CHIEFTAIN PHOTO/JOHN JAQUES
Salatiso Gunguluzi, 18, a student at Kensington High School, in Cape Town, South Africa, visits with Keating Learning Center students on Tuesday.
Bring together 10 Nobel Peace Prize laureates and thousands of teenagers from around the world and it is hard to resist the idea that the world could become a more peaceful and just place.

"The strongest message to me was that one person can make a difference," said Bathanda Memela, a 19-year-old University of Western Cape student from South Africa. "Change starts with yourself."

Memela was one of 14 South African students and adult mentors who visited Pueblo on Tuesday after an inspiring weekend at the 10th annual PeaceJam in Denver - an international gathering of students from 31 countries who came to hear, and be inspired, by 10 Nobel laureates including South African Bishop Desmond Tutu and the Dalai Lama of Tibet.

In Denver, the South African group met a five-student delegation from the Keating Learning Center and friendship broke out. As a result, the South Africans came to Pueblo for a quick overnight visit - including a tour of Keating - before they head home on Thursday.

PeaceJam, based in Colorado, has the hugely ambitious goal of motivating young people around the world to work for better understanding, social justice, clean food and water and the other essentials of a decent life - the sort of work that brings Nobel laureates to their side.

"It was a little overwhelming," said Ali Divelbiss, a sophomore at Keating. "To get a chance to ask questions and talk with people like Desmond Tutu? That was amazing."

Akhona Mali, 15, also of Cape Town, South Africa, visited Pueblo youths who his group met at the PeaceJam gathering in Denver this past weekend.
Ed Montour, a local PeaceJam coordinator for the past 10 years, said the students come to the conference to learn about activism from people who have faced adversity in their home countries. The students bring project ideas to work sessions with the laureates, meet like-minded young people from around the world and return home energized for the work ahead.

Standford Jarvis, a high school teacher in Capetown, said the South African students are going back to their schools to focus on "gangsterism" and illegal drugs - issues that most Americans would recognize as well.

"Right now, the biggest drug problem we have is something called ‘tik,’ ” explained Patience Lunika, one of the adult mentors. "It's a methamphetamine that is very bad."

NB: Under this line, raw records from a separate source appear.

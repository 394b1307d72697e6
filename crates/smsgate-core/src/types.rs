// SPDX-FileCopyrightText: 2026 Smsgate Contributors
// SPDX-License-Identifier: MIT OR Apache-2.0

//! Common types exchanged between the gateway client, poller, and notifier.

use chrono::{DateTime, Utc};
use serde::{Deserialize, Serialize};
use strum::{Display, EnumString};

/// Unique identifier for a message, as assigned by the gateway device.
#[derive(Debug, Clone, PartialEq, Eq, Hash, Serialize, Deserialize)]
pub struct MessageId(pub String);

/// Delivery state of a message as reported by the device.
///
/// Device firmware may report states this build does not know about;
/// those decode as [`MessageState::Unknown`] rather than failing the
/// whole listing.
#[derive(
    Debug, Clone, Copy, PartialEq, Eq, Hash, Display, EnumString, Serialize, Deserialize,
)]
pub enum MessageState {
    Pending,
    Processed,
    Sent,
    Delivered,
    Failed,
    #[serde(other)]
    Unknown,
}

/// A message as reported by the gateway device.
///
/// Immutable once received; owned solely by the snapshot that contains it.
#[derive(Debug, Clone, PartialEq, Eq, Serialize, Deserialize)]
pub struct GatewayMessage {
    /// Device-assigned message identifier.
    pub id: String,
    /// Current delivery state.
    pub state: MessageState,
    /// Recipient phone numbers.
    pub recipients: Vec<String>,
    /// Identifier of the device that handled the message, when reported.
    pub device_id: Option<String>,
}

/// Point-in-time view of gateway availability and recent messages.
///
/// Replaced wholesale on each poll cycle; never partially mutated.
/// Consumers always read a fully formed snapshot.
#[derive(Debug, Clone, PartialEq, Eq, Serialize, Deserialize)]
pub struct GatewaySnapshot {
    /// Whether the device answered its health endpoint this cycle.
    pub available: bool,
    /// Most recent messages, in the order the device returned them.
    pub messages: Vec<GatewayMessage>,
    /// When this snapshot was published. `None` only for the startup
    /// placeholder published before the first poll completes.
    pub refreshed_at: Option<DateTime<Utc>>,
}

impl GatewaySnapshot {
    /// The snapshot published at startup, before the first poll.
    pub fn empty() -> Self {
        Self {
            available: false,
            messages: Vec::new(),
            refreshed_at: None,
        }
    }

    /// Number of messages still queued on the device.
    pub fn pending_count(&self) -> usize {
        self.messages
            .iter()
            .filter(|m| m.state == MessageState::Pending)
            .count()
    }
}

impl Default for GatewaySnapshot {
    fn default() -> Self {
        Self::empty()
    }
}
// SPDX-FileCopyrightText: 2026 Smsgate Contributors
// SPDX-License-Identifier: MIT OR Apache-2.0

//! Configuration system for the smsgate bridge.
//!
//! Provides TOML configuration parsing with strict validation
//! (`deny_unknown_fields`), XDG file hierarchy lookup, environment variable
//! overrides, and miette diagnostic rendering with typo suggestions.
//!
//! # Usage
//!
//! ```no_run
//! use smsgate_config::load_and_validate;
//!
//! let config = load_and_validate().expect("config errors");
//! println!("{} gateway(s) configured", config.gateways.len());
//! ```

pub mod diagnostic;
pub mod loader;
pub mod model;
pub mod validation;

pub use diagnostic::{render_errors, ConfigError};
pub use loader::{load_config, load_config_from_path, load_config_from_str};
pub use model::SmsGateConfig;

/// Load configuration from the XDG hierarchy and validate it.
///
/// This is the high-level entry point that:
/// 1. Loads config from TOML files + env vars via Figment
/// 2. On success: runs post-deserialization validation
/// 3. On Figment error: converts to miette diagnostics with typo suggestions
///
/// Returns either a valid `SmsGateConfig` or a list of diagnostic errors.
pub fn load_and_validate() -> Result<SmsGateConfig, Vec<ConfigError>> {
    match loader::load_config() {
        Ok(config) => {
            validation::validate_config(&config)?;
            Ok(config)
        }
        Err(err) => {
            // Read TOML source files for error source span information
            let toml_sources = collect_toml_sources();
            Err(diagnostic::figment_to_config_errors(err, &toml_sources))
        }
    }
}

/// Load configuration from a specific TOML string and validate it.
///
/// Useful for testing and explicit configuration.
pub fn load_and_validate_str(toml_content: &str) -> Result<SmsGateConfig, Vec<ConfigError>> {
    match loader::load_config_from_str(toml_content) {
        Ok(config) => {
            validation::validate_config(&config)?;
            Ok(config)
        }
        Err(err) => {
            let sources = vec![("<inline>".to_string(), toml_content.to_string())];
            Err(diagnostic::figment_to_config_errors(err, &sources))
        }
    }
}

/// Collect TOML source file contents for error span resolution.
fn collect_toml_sources() -> Vec<(String, String)> {
    let mut sources = Vec::new();

    // Local config
    if let Ok(content) = std::fs::read_to_string("smsgate.toml") {
        let path = std::env::current_dir()
            .map(|d| d.join("smsgate.toml").display().to_string())
            .unwrap_or_else(|_| "smsgate.toml".to_string());
        sources.push((path, content));
    }

    // XDG user config
    if let Some(config_dir) = dirs::config_dir() {
        let path = config_dir.join("smsgate/smsgate.toml");
        if let Ok(content) = std::fs::read_to_string(&path) {
            sources.push((path.display().to_string(), content));
        }
    }

    // System config
    let system_path = std::path::Path::new("/etc/smsgate/smsgate.toml");
    if let Ok(content) = std::fs::read_to_string(system_path) {
        sources.push((system_path.display().to_string(), content));
    }

    sources
}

The Keating students last year worked with Rudy Balles, a former Puebloan who is now a national trainer for PeaceJam out of its Denver office. Their focus was on confronting racism and discrimination. Balles led by example, the students agreed, having been a former gang member who decided to focus his energy into activism instead.

"The best part of the conference was seeing Rudy's reaction when we were at the conference," said Emilio Giroux, an 11th-grader at Keating. "Some of us used to be in gangs too, but he got us started in PeaceJam."

Shannara Johnson, a 10th-grader, said the weekend in Denver was a once-in-a-lifetime experience.

"Where else are you going to be around so many famous people like the Dalai Lama?" she said frankly. "At first you wonder what you're doing there, and then you realize it's people like us who will make the changes in the world."